Every time I try to talk to her she now says it's no longer about the money it's about the fact I never apologised and I told her to "get over it", she will then shut up shop and refuse to talk or listen in any way and will simply get very angry and verbily abusive if I try and talk, ironic considering she is angry with me about something I said! The frustrating thing is that her version of events is totally incorrect but like I said it is now set in stone, it means she is very resentful of me and is treating my like I slept with a hooker or something in that scale of betrayal. She has even stopped wearing her wedding and engagement rings. ( I think this hurt the most)

I have now moved out of the marital bedroom as I can't stand to sleep in the same room as a person who can drag out a comment requesting her to pay for an item she used into over 3 months of passive aggressive coldness. She obviously doesn't care, she would watch me jump off a cliff without saying a word to try and stop me but that is the type of person she is.

In her other relationships with friends and colleagues she normally just kicks them to the curb once she gets fed up with them but as we are married she can't really do that to me so she doesn't know what to do. 

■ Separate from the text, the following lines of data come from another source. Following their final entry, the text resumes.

//! In-memory [`NftSource`] for tests.

use std::collections::HashMap;
use std::sync::Mutex;

use serde_json::{Value, json};

use super::NftSource;
use super::types::LcdError;

#[derive(Clone)]
enum Reply {
    Ok(Value),
    Down,
}

/// Answers smart queries from a table keyed by contract and query message.
/// Unknown queries answer as "not found", like a contract lookup miss.
#[derive(Default)]
pub struct MockLcd {
    replies: HashMap<(String, String), Reply>,
    calls: Mutex<Vec<(String, Value)>>,
}

impl MockLcd {
    pub fn new() -> Self {
        Self::default()
    }

    pub fn respond(mut self, contract: &str, msg: &Value, result: Value) -> Self {
        self.replies.insert((contract.to_owned(), msg.to_string()), Reply::Ok(result));
        self
    }

    /// Make a query fail as if the LCD were unreachable.
    pub fn down(mut self, contract: &str, msg: &Value) -> Self {
        self.replies.insert((contract.to_owned(), msg.to_string()), Reply::Down);
        self
    }

    pub fn calls(&self) -> Vec<(String, Value)> {
        self.calls.lock().unwrap().clone()
    }
}

#[async_trait::async_trait]
impl NftSource for MockLcd {
    async fn smart_query(&self, contract: &str, msg: &Value) -> Result<Value, LcdError> {
        self.calls.lock().unwrap().push((contract.to_owned(), msg.clone()));
        match self.replies.get(&(contract.to_owned(), msg.to_string())) {
            Some(Reply::Ok(value)) => Ok(value.clone()),
            Some(Reply::Down) => Err(LcdError::Request("connection refused".into())),
            None => Err(LcdError::NotFound(format!("no reply for {msg}"))),
        }
    }
}

/// An `all_nft_info` result for `owner` with the given name and traits.
pub fn nft_result(owner: &str, name: &str, attributes: &[(&str, &str)]) -> Value {
    let attributes: Vec<Value> = attributes
        .iter()
        .map(|(t, v)| json!({ "trait_type": t, "value": v }))
        .collect();
    json!({
        "access": { "owner": owner, "approvals": [] },
        "info": {
            "token_uri": null,
            "extension": { "name": name, "image": format!("ipfs://{name}"), "attributes": attributes }
        }
    })
}
use super::*;

fn page(ids: &[&str]) -> Vec<NftInfo> {
    ids.iter()
        .map(|id| NftInfo {
            token_id: (*id).to_owned(),
            owner: None,
            name: format!("Token #{id}"),
            image: None,
            attributes: Vec::new(),
        })
        .collect()
}

#[test]
fn full_page_continues_after_last_token() {
    assert_eq!(next_cursor(&page(&["1", "2", "3"]), 3).as_deref(), Some("3"));
}

#[test]
fn short_page_is_the_last() {
    assert!(next_cursor(&page(&["1", "2"]), 3).is_none());
}

#[test]
fn empty_page_has_no_next() {
    assert!(next_cursor(&[], PAGE_SIZE).is_none());
}
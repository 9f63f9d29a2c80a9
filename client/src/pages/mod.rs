//! Page modules for route-level screens.
//!
//! ARCHITECTURE
//! ============
//! Each page owns its data fetching and delegates rendering details to
//! `components`. Wallet state arrives as props from `app::App`.

pub mod home;
pub mod my_account;
pub mod token;
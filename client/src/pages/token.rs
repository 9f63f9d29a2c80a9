//! Detail page for a single collectible at `/token/:id`.

use leptos::prelude::*;
use leptos_router::hooks::use_params_map;

use crate::components::nft_description::NftDescription;
use crate::net::api::fetch_nft_detail;

#[component]
pub fn TokenPage(#[prop(into)] connected_address: Signal<Option<String>>) -> impl IntoView {
    let params = use_params_map();
    let token_id = move || params.read().get("id").unwrap_or_default();

    let detail = LocalResource::new(move || {
        let id = token_id();
        async move {
            if id.is_empty() {
                return None;
            }
            fetch_nft_detail(id).await
        }
    });

    view! {
        <div class="token-page">
            <Suspense fallback=move || view! { <p class="token-page__loading">"Loading collectible..."</p> }>
                {move || {
                    detail
                        .get()
                        .map(|found| match found {
                            Some(detail) => view! { <NftDescription detail=detail connected_address=connected_address/> }.into_any(),
                            None => view! { <p class="token-page__missing">"Collectible not found."</p> }.into_any(),
                        })
                }}
            </Suspense>
        </div>
    }
}
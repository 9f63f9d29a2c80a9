//! Physical redemption tiers.
//!
//! Each collectible can be redeemed for a limited number of physical prints
//! per tier. The print contract reports tier limits and the orders placed
//! against a token; the gallery shows them as `ordered/limit` per tier.

#[cfg(test)]
#[path = "physicals_test.rs"]
mod physicals_test;

use serde::{Deserialize, Serialize};

/// Tiers in the order the detail view lists them.
pub const TIER_DISPLAY_ORDER: [u8; 3] = [3, 2, 1];

/// Limit and price for one print tier, as reported by `tier_info`.
#[derive(Clone, Copy, Debug, PartialEq, Eq, Serialize, Deserialize)]
pub struct TierLimit {
    pub tier: u8,
    pub max_physical_limit: u8,
    /// Price in micro-units of the payment denom.
    pub cost: u64,
}

/// A single physical print order, as reported by `get_cw721_physical_info`.
#[derive(Clone, Debug, PartialEq, Eq, Serialize, Deserialize)]
pub struct PhysicalItem {
    pub id: u64,
    pub token_id: String,
    pub owner: String,
    pub tier: u8,
    pub status: String,
}

/// Orders placed for one tier of one token.
#[derive(Clone, Copy, Debug, PartialEq, Eq, Serialize, Deserialize)]
pub struct PhysicalTierStatus {
    pub tier: u8,
    pub ordered: u32,
    pub limit: Option<u8>,
}

impl PhysicalTierStatus {
    /// Heading shown above the counter, e.g. `"Tier 3"`.
    #[must_use]
    pub fn heading(&self) -> String {
        format!("Tier {}", self.tier)
    }

    /// Counter text, e.g. `"1/3"`; the limit is `?` when unknown.
    #[must_use]
    pub fn label(&self) -> String {
        match self.limit {
            Some(limit) => format!("{}/{limit}", self.ordered),
            None => format!("{}/?", self.ordered),
        }
    }

    #[must_use]
    pub fn is_sold_out(&self) -> bool {
        self.limit.is_some_and(|limit| self.ordered >= u32::from(limit))
    }
}

/// Count orders per tier, in [`TIER_DISPLAY_ORDER`].
///
/// Items whose tier is not 1..=3 are ignored.
#[must_use]
pub fn summarize_physicals(limits: &[TierLimit], items: &[PhysicalItem]) -> Vec<PhysicalTierStatus> {
    TIER_DISPLAY_ORDER
        .iter()
        .map(|&tier| {
            let ordered = items.iter().filter(|item| item.tier == tier).count();
            PhysicalTierStatus {
                tier,
                ordered: u32::try_from(ordered).unwrap_or(u32::MAX),
                limit: limits
                    .iter()
                    .find(|l| l.tier == tier)
                    .map(|l| l.max_physical_limit),
            }
        })
        .collect()
}
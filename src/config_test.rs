use std::sync::{Mutex, MutexGuard};

use super::*;

static ENV_LOCK: Mutex<()> = Mutex::new(());

fn env_guard() -> MutexGuard<'static, ()> {
    ENV_LOCK.lock().unwrap_or_else(std::sync::PoisonError::into_inner)
}

/// # Safety
/// Callers hold `env_guard()` so env mutation does not race.
unsafe fn clear_gallery_env() {
    unsafe {
        std::env::remove_var("PORT");
        std::env::remove_var("LCD_URL");
        std::env::remove_var("CW721_CONTRACT");
        std::env::remove_var("PHYSICALS_CONTRACT");
        std::env::remove_var("LCD_REQUEST_TIMEOUT_SECS");
        std::env::remove_var("LCD_CONNECT_TIMEOUT_SECS");
        std::env::remove_var("PAGE_LIMIT");
    }
}

#[test]
fn from_env_applies_defaults() {
    let _guard = env_guard();
    unsafe {
        clear_gallery_env();
        std::env::set_var("CW721_CONTRACT", "terra1collection");
    }

    let cfg = GalleryConfig::from_env().unwrap();
    assert_eq!(cfg.port, DEFAULT_PORT);
    assert_eq!(cfg.lcd_url, DEFAULT_LCD_URL);
    assert_eq!(cfg.cw721_contract, "terra1collection");
    assert!(cfg.physicals_contract.is_none());
    assert_eq!(
        cfg.timeouts,
        LcdTimeouts { request_secs: DEFAULT_LCD_REQUEST_TIMEOUT_SECS, connect_secs: DEFAULT_LCD_CONNECT_TIMEOUT_SECS }
    );
    assert_eq!(cfg.page_limit, DEFAULT_PAGE_LIMIT);

    unsafe { clear_gallery_env() };
}

#[test]
fn from_env_parses_overrides() {
    let _guard = env_guard();
    unsafe {
        clear_gallery_env();
        std::env::set_var("PORT", "8080");
        std::env::set_var("LCD_URL", "https://lcd.example.test/");
        std::env::set_var("CW721_CONTRACT", "terra1collection");
        std::env::set_var("PHYSICALS_CONTRACT", "terra1physicals");
        std::env::set_var("LCD_REQUEST_TIMEOUT_SECS", "30");
        std::env::set_var("LCD_CONNECT_TIMEOUT_SECS", "2");
        std::env::set_var("PAGE_LIMIT", "500");
    }

    let cfg = GalleryConfig::from_env().unwrap();
    assert_eq!(cfg.port, 8080);
    assert_eq!(cfg.lcd_url, "https://lcd.example.test");
    assert_eq!(cfg.physicals_contract.as_deref(), Some("terra1physicals"));
    assert_eq!(cfg.timeouts, LcdTimeouts { request_secs: 30, connect_secs: 2 });
    assert_eq!(cfg.page_limit, MAX_PAGE_LIMIT);

    unsafe { clear_gallery_env() };
}

#[test]
fn from_env_requires_collection_contract() {
    let _guard = env_guard();
    unsafe {
        clear_gallery_env();
        std::env::set_var("CW721_CONTRACT", "  ");
    }

    let err = GalleryConfig::from_env().unwrap_err();
    assert!(matches!(err, ConfigError::Missing { var: "CW721_CONTRACT" }));

    unsafe { clear_gallery_env() };
}

#[test]
fn from_env_rejects_bad_port() {
    let _guard = env_guard();
    unsafe {
        clear_gallery_env();
        std::env::set_var("CW721_CONTRACT", "terra1collection");
        std::env::set_var("PORT", "http");
    }

    let err = GalleryConfig::from_env().unwrap_err().to_string();
    assert!(err.contains("PORT"));

    unsafe { clear_gallery_env() };
}

#[test]
fn clamp_page_limit_bounds() {
    assert_eq!(clamp_page_limit(0), 1);
    assert_eq!(clamp_page_limit(30), 30);
    assert_eq!(clamp_page_limit(101), MAX_PAGE_LIMIT);
}
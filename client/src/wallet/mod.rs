//! Wallet connection lifecycle.
//!
//! SYSTEM CONTEXT
//! ==============
//! `provider` is the capability surface of the external wallet SDK,
//! `connector` turns its capability lists into selector entries, and
//! `control` decides what the connect-wallet control shows and dispatches.
//! `browser` binds the provider surface to the page's injected bridge.

#[cfg(feature = "hydrate")]
pub mod browser;
pub mod connector;
pub mod control;
pub mod provider;

#[cfg(test)]
pub(crate) mod fake;
//! Router assembly.
//!
//! SYSTEM CONTEXT
//! ==============
//! This module binds the JSON API and stitches it with Leptos SSR rendering
//! under a single Axum router. Compiled client assets are served from `/pkg`, wallet logos from `/assets`.

pub mod nfts;

use std::path::PathBuf;

use axum::Router;
use axum::http::StatusCode;
use axum::routing::get;
use leptos::prelude::*;
use leptos_axum::{LeptosRoutes, generate_route_list};
use tower_http::cors::{Any, CorsLayer};
use tower_http::services::ServeDir;
use tower_http::trace::TraceLayer;

use crate::state::AppState;

/// JSON API routes used by the hydrated client and the CLI.
pub fn api_routes(state: AppState) -> Router {
    let cors = CorsLayer::new()
        .allow_origin(Any)
        .allow_methods(Any)
        .allow_headers(Any);

    Router::new()
        .route("/api/nfts", get(nfts::list_collection))
        .route("/api/nfts/{token_id}", get(nfts::get_nft))
        .route("/api/wallets/{address}/nfts", get(nfts::list_owned))
        .route("/healthz", get(healthz))
        .layer(cors)
        .layer(TraceLayer::new_for_http())
        .with_state(state)
}

/// API routes + Leptos SSR pages + static client assets.
///
/// # Errors
///
/// Returns an error if the Leptos configuration cannot be loaded (missing or
/// malformed `Cargo.toml` `[package.metadata.leptos]` section).
pub fn app(state: AppState) -> Result<Router, String> {
    let conf = get_configuration(None).map_err(|e| format!("leptos configuration: {e}"))?;
    let leptos_options = conf.leptos_options;
    let routes = generate_route_list(client::app::App);

    let leptos_router = Router::new()
        .leptos_routes(&leptos_options, routes, {
            let opts = leptos_options.clone();
            move || client::app::shell(opts.clone())
        })
        .with_state(leptos_options.clone());

    let site_root_path = PathBuf::from(leptos_options.site_root.as_ref());

    Ok(api_routes(state)
        .merge(leptos_router)
        .nest_service("/pkg", ServeDir::new(site_root_path.join("pkg")))
        .nest_service("/assets", ServeDir::new(site_root_path.join("assets"))))
}

async fn healthz() -> StatusCode {
    StatusCode::OK
}
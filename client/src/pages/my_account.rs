//! Collectibles held by the connected wallet.

use leptos::prelude::*;

use crate::components::collection_grid::CollectionGrid;
use crate::net::api::{Page, fetch_owned};

#[component]
pub fn MyAccountPage(#[prop(into)] connected_address: Signal<Option<String>>) -> impl IntoView {
    let owned = LocalResource::new(move || {
        let address = connected_address.get();
        async move {
            match address {
                Some(address) => fetch_owned(address, Page::default()).await,
                None => Vec::new(),
            }
        }
    });

    view! {
        <div class="my-account-page">
            <h1>"My Account"</h1>
            <Show
                when=move || connected_address.with(Option::is_some)
                fallback=|| view! { <p class="my-account-page__prompt">"Connect a wallet to see your collectibles."</p> }
            >
                <p class="my-account-page__address">{move || connected_address.get().unwrap_or_default()}</p>
                <Suspense fallback=move || view! { <p>"Loading your collectibles..."</p> }>
                    {move || {
                        owned
                            .get()
                            .map(|list| view! { <CollectionGrid nfts=list empty_message="This wallet holds no collectibles."/> })
                    }}
                </Suspense>
            </Show>
        </div>
    }
}
//! Typed contract queries on top of [`NftSource`].

#[cfg(test)]
#[path = "queries_test.rs"]
mod queries_test;

use collectibles::{NftInfo, PhysicalItem, TierLimit};
use serde::de::DeserializeOwned;
use serde_json::{Value, json};

use super::NftSource;
use super::types::{
    LcdError, PhysicalInfoResponse, PhysicalsResponse, TierInfoResponse, TokensResponse, id_string, number_or_string,
};

// =============================================================================
// QUERY MESSAGES
// =============================================================================

#[must_use]
pub fn all_tokens_msg(start_after: Option<&str>, limit: u32) -> Value {
    json!({ "all_tokens": { "start_after": start_after, "limit": limit } })
}

#[must_use]
pub fn owner_tokens_msg(owner: &str, start_after: Option<&str>, limit: u32) -> Value {
    json!({ "tokens": { "owner": owner, "start_after": start_after, "limit": limit } })
}

#[must_use]
pub fn all_nft_info_msg(token_id: &str) -> Value {
    json!({ "all_nft_info": { "token_id": token_id } })
}

#[must_use]
pub fn tier_info_msg(tier: u8) -> Value {
    json!({ "tier_info": { "tier": tier } })
}

#[must_use]
pub fn cw721_physicals_msg(token_id: &str) -> Value {
    json!({ "cw721_physicals": { "token_id": token_id, "start_after": null, "limit": null } })
}

#[must_use]
pub fn physical_info_msg(physical_id: &str) -> Value {
    json!({ "get_cw721_physical_info": { "token_id": physical_id } })
}

// =============================================================================
// QUERIES
// =============================================================================

async fn query_as<T: DeserializeOwned>(source: &dyn NftSource, contract: &str, msg: &Value) -> Result<T, LcdError> {
    let result = source.smart_query(contract, msg).await?;
    serde_json::from_value(result).map_err(|e| LcdError::Parse(e.to_string()))
}

/// # Errors
///
/// Propagates query and parse failures.
pub async fn all_tokens(
    source: &dyn NftSource,
    cw721: &str,
    start_after: Option<&str>,
    limit: u32,
) -> Result<Vec<String>, LcdError> {
    let res: TokensResponse = query_as(source, cw721, &all_tokens_msg(start_after, limit)).await?;
    Ok(res.tokens)
}

/// # Errors
///
/// Propagates query and parse failures.
pub async fn owner_tokens(
    source: &dyn NftSource,
    cw721: &str,
    owner: &str,
    start_after: Option<&str>,
    limit: u32,
) -> Result<Vec<String>, LcdError> {
    let res: TokensResponse = query_as(source, cw721, &owner_tokens_msg(owner, start_after, limit)).await?;
    Ok(res.tokens)
}

/// # Errors
///
/// Returns [`LcdError::NotFound`] for unknown tokens and
/// [`LcdError::Parse`] when the metadata is not an object.
pub async fn nft_info(source: &dyn NftSource, cw721: &str, token_id: &str) -> Result<NftInfo, LcdError> {
    let raw = source.smart_query(cw721, &all_nft_info_msg(token_id)).await?;
    NftInfo::from_all_nft_info(token_id, &raw).map_err(|e| LcdError::Parse(e.to_string()))
}

/// # Errors
///
/// Propagates query and parse failures.
pub async fn tier_limit(source: &dyn NftSource, physicals: &str, tier: u8) -> Result<TierLimit, LcdError> {
    let res: TierInfoResponse = query_as(source, physicals, &tier_info_msg(tier)).await?;
    let cost = number_or_string(&res.cost).ok_or_else(|| LcdError::Parse(format!("tier {tier} cost: {}", res.cost)))?;
    Ok(TierLimit { tier, max_physical_limit: res.max_physical_limit, cost })
}

/// Ids of the physical orders placed against `token_id`.
///
/// # Errors
///
/// Propagates query and parse failures.
pub async fn physical_ids(source: &dyn NftSource, physicals: &str, token_id: &str) -> Result<Vec<String>, LcdError> {
    let res: PhysicalsResponse = query_as(source, physicals, &cw721_physicals_msg(token_id)).await?;
    Ok(res.physicals.iter().filter_map(id_string).collect())
}

/// # Errors
///
/// Propagates query failures; returns [`LcdError::Parse`] for ids or tiers
/// that are not integers.
pub async fn physical_item(source: &dyn NftSource, physicals: &str, physical_id: &str) -> Result<PhysicalItem, LcdError> {
    let res: PhysicalInfoResponse = query_as(source, physicals, &physical_info_msg(physical_id)).await?;
    let wire = res.physical;
    let id = number_or_string(&wire.id).ok_or_else(|| LcdError::Parse(format!("physical id: {}", wire.id)))?;
    let tier = number_or_string(&wire.tier)
        .and_then(|t| u8::try_from(t).ok())
        .ok_or_else(|| LcdError::Parse(format!("physical tier: {}", wire.tier)))?;
    Ok(PhysicalItem { id, token_id: wire.token_id, owner: wire.owner, tier, status: wire.status })
}
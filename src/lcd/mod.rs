//! LCD client for CosmWasm smart queries.
//!
//! DESIGN
//! ======
//! All chain reads go through the [`NftSource`] trait so services can be
//! tested against an in-memory mock. [`LcdClient`] is the HTTP
//! implementation: a thin wrapper over the LCD `store` endpoint. Typed
//! query helpers live in `queries`.

#[cfg(test)]
pub(crate) mod mock;
pub mod queries;
pub mod types;

#[cfg(test)]
#[path = "lcd_test.rs"]
mod lcd_test;

use std::time::Duration;

use serde_json::Value;
use types::{LcdError, SmartQueryResponse};

use crate::config::LcdTimeouts;

/// Source of contract query results.
#[async_trait::async_trait]
pub trait NftSource: Send + Sync {
    /// Run a smart query against `contract` and return its `result` payload.
    ///
    /// # Errors
    ///
    /// Returns an [`LcdError`] if the request fails, the item does not
    /// exist, or the response is malformed.
    async fn smart_query(&self, contract: &str, msg: &Value) -> Result<Value, LcdError>;
}

// =============================================================================
// CLIENT
// =============================================================================

pub struct LcdClient {
    http: reqwest::Client,
    base_url: String,
}

impl LcdClient {
    /// # Errors
    ///
    /// Returns an error if the HTTP client cannot be built.
    pub fn new(base_url: &str, timeouts: LcdTimeouts) -> Result<Self, LcdError> {
        let http = reqwest::Client::builder()
            .timeout(Duration::from_secs(timeouts.request_secs))
            .connect_timeout(Duration::from_secs(timeouts.connect_secs))
            .build()
            .map_err(|e| LcdError::HttpClientBuild(e.to_string()))?;
        Ok(Self { http, base_url: base_url.trim_end_matches('/').to_string() })
    }

    #[must_use]
    pub fn base_url(&self) -> &str {
        &self.base_url
    }
}

#[async_trait::async_trait]
impl NftSource for LcdClient {
    async fn smart_query(&self, contract: &str, msg: &Value) -> Result<Value, LcdError> {
        let url = store_url(&self.base_url, contract);
        let query_msg = msg.to_string();

        let response = self
            .http
            .get(&url)
            .query(&[("query_msg", query_msg.as_str())])
            .send()
            .await
            .map_err(|e| LcdError::Request(e.to_string()))?;

        let status = response.status().as_u16();
        let text = response
            .text()
            .await
            .map_err(|e| LcdError::Request(e.to_string()))?;

        if status != 200 {
            tracing::debug!(%contract, status, "LCD query rejected");
            return Err(LcdError::from_status(status, text));
        }

        parse_store_response(&text)
    }
}

/// `{base}/wasm/contracts/{contract}/store`
#[must_use]
pub fn store_url(base_url: &str, contract: &str) -> String {
    format!("{}/wasm/contracts/{contract}/store", base_url.trim_end_matches('/'))
}

/// Unwrap the `result` field of a store response body.
///
/// # Errors
///
/// Returns [`LcdError::Parse`] if the body is not a store envelope.
pub fn parse_store_response(body: &str) -> Result<Value, LcdError> {
    let envelope: SmartQueryResponse = serde_json::from_str(body).map_err(|e| LcdError::Parse(e.to_string()))?;
    Ok(envelope.result)
}
//! Landing page listing the whole collection, one page at a time.

#[cfg(test)]
#[path = "home_test.rs"]
mod home_test;

use collectibles::NftInfo;
use leptos::prelude::*;

use crate::components::collection_grid::CollectionGrid;
use crate::net::api::{Page, fetch_collection};

/// Tokens requested per collection page.
pub const PAGE_SIZE: u32 = 30;

/// Cursor for the page after `list`. A short page is the last one.
pub fn next_cursor(list: &[NftInfo], page_size: u32) -> Option<String> {
    if list.len() < page_size as usize {
        return None;
    }
    list.last().map(|nft| nft.token_id.clone())
}

#[component]
pub fn HomePage() -> impl IntoView {
    // Token id the current page starts after; `None` is the first page.
    let cursor = RwSignal::new(None::<String>);
    let nfts = LocalResource::new(move || {
        let start_after = cursor.get();
        async move { fetch_collection(Page { start_after, limit: Some(PAGE_SIZE) }).await }
    });

    view! {
        <div class="home-page">
            <h1>"Collection"</h1>
            <Suspense fallback=move || view! { <p class="home-page__loading">"Loading collection..."</p> }>
                {move || {
                    nfts.get()
                        .map(|list| {
                            let next = next_cursor(&list, PAGE_SIZE);
                            view! {
                                <CollectionGrid nfts=list empty_message="No collectibles found."/>
                                <div class="home-page__paging">
                                    <Show when=move || cursor.with(Option::is_some)>
                                        <button class="btn" type="button" on:click=move |_| cursor.set(None)>
                                            "First page"
                                        </button>
                                    </Show>
                                    {next
                                        .map(|token_id| {
                                            view! {
                                                <button
                                                    class="btn"
                                                    type="button"
                                                    on:click=move |_| cursor.set(Some(token_id.clone()))
                                                >
                                                    "Next page"
                                                </button>
                                            }
                                        })}
                                </div>
                            }
                        })
                }}
            </Suspense>
        </div>
    }
}
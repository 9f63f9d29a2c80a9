//! # client
//!
//! Leptos + WASM frontend for the collectibles gallery.
//!
//! This crate contains the pages, components, and wallet state of the UI.
//! Wallet access goes through the `wallet::provider::WalletProvider` trait so
//! the browser bridge can be swapped for a fake in tests. Domain types and
//! rules (metadata, ownership, physicals) come from the `collectibles` crate.

pub mod app;
pub mod components;
pub mod net;
pub mod pages;
pub mod state;
pub mod wallet;

/// WASM entry point: hydrates the server-rendered markup.
#[cfg(feature = "hydrate")]
#[wasm_bindgen::prelude::wasm_bindgen]
pub fn hydrate() {
    console_error_panic_hook::set_once();
    let _ = console_log::init_with_level(log::Level::Info);
    leptos::mount::hydrate_body(app::App);
}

She has said she has forgiven me but can't forget how I made her feel and that she is getting her money sorted so I "no longer use it against her". I understand that I upset her, it wasn't done deliberately or to be hurtful in any way but what has resulted from all of this is an almost total breakdown of our marriage. I doubt even if we fix the issue that we will ever be intimate or truly close ever again, even before this intimacy was initiated by me always and sex only happened about 5 times a year. It kills me thats the woman I loved has long gone and has been replaced by this stranger who no longer trusts me or wants to know me and trying to talk to her just makes things worse and worse.

I miss her


----------



## lifeistooshort (Mar 17, 2013)

Is chasing her for three months over $25 really worth it? I'll check out your other threads for more context.
_Posted via Mobile Device_


----------



## MaybeItsMe? (Oct 26, 2011)

lifeistooshort said:


> Is chasing her for three months over $25 really worth it? I'll check out your other threads for more context.
> _Posted via Mobile Device_


Hi,

Sorry what do you mean?


----------



## lifeistooshort (Mar 17, 2013)

MaybeItsMe? said:


> Hi,
> 
> Sorry what do you mean?


It just seems like no matter what your issues are pestering your wife for three months for 25 bucks is petty and ridiculous. Unless I read that wrong.

I did check out one of your other threads and I think you guys have a toxic relationship. Your wife sounds difficult but in fairness you've put her through plenty.

Both of you have a ton of resentment to overcome. .... you can try MC but it's a lot to overcome.
_Posted via Mobile Device_


----------



## MaybeItsMe? (Oct 26, 2011)

lifeistooshort said:


> It just seems like no matter what your issues are pestering your wife for three months for 25 bucks is petty and ridiculous. Unless I read that wrong.
> 
> I did check out one of your other threads and I think you guys have a toxic relationship. Your wife sounds difficult but in fairness you've put her through plenty.
> 
> ...


Yes you are reading it wrong, I don't care about the $25 anymore, I asked her to pay and she went up the wall, she is still upset I asked her to pay for it (she never did anyway!) After 3 months she still can't forget that I asked her to pay $25. It's so bad she no longer wears her wedding rings.

Basically....my wife used something, I asked her to replace it. She has been resentful and upset about that for 3 months to the point that she no longer wears her wedding rings and I am sleeping in a separate bedroom. I find it crazy and as understanding as I am trying to be I can't wrap my head around it.

She will not go to mc, she left me waiting in mc once and never showed up.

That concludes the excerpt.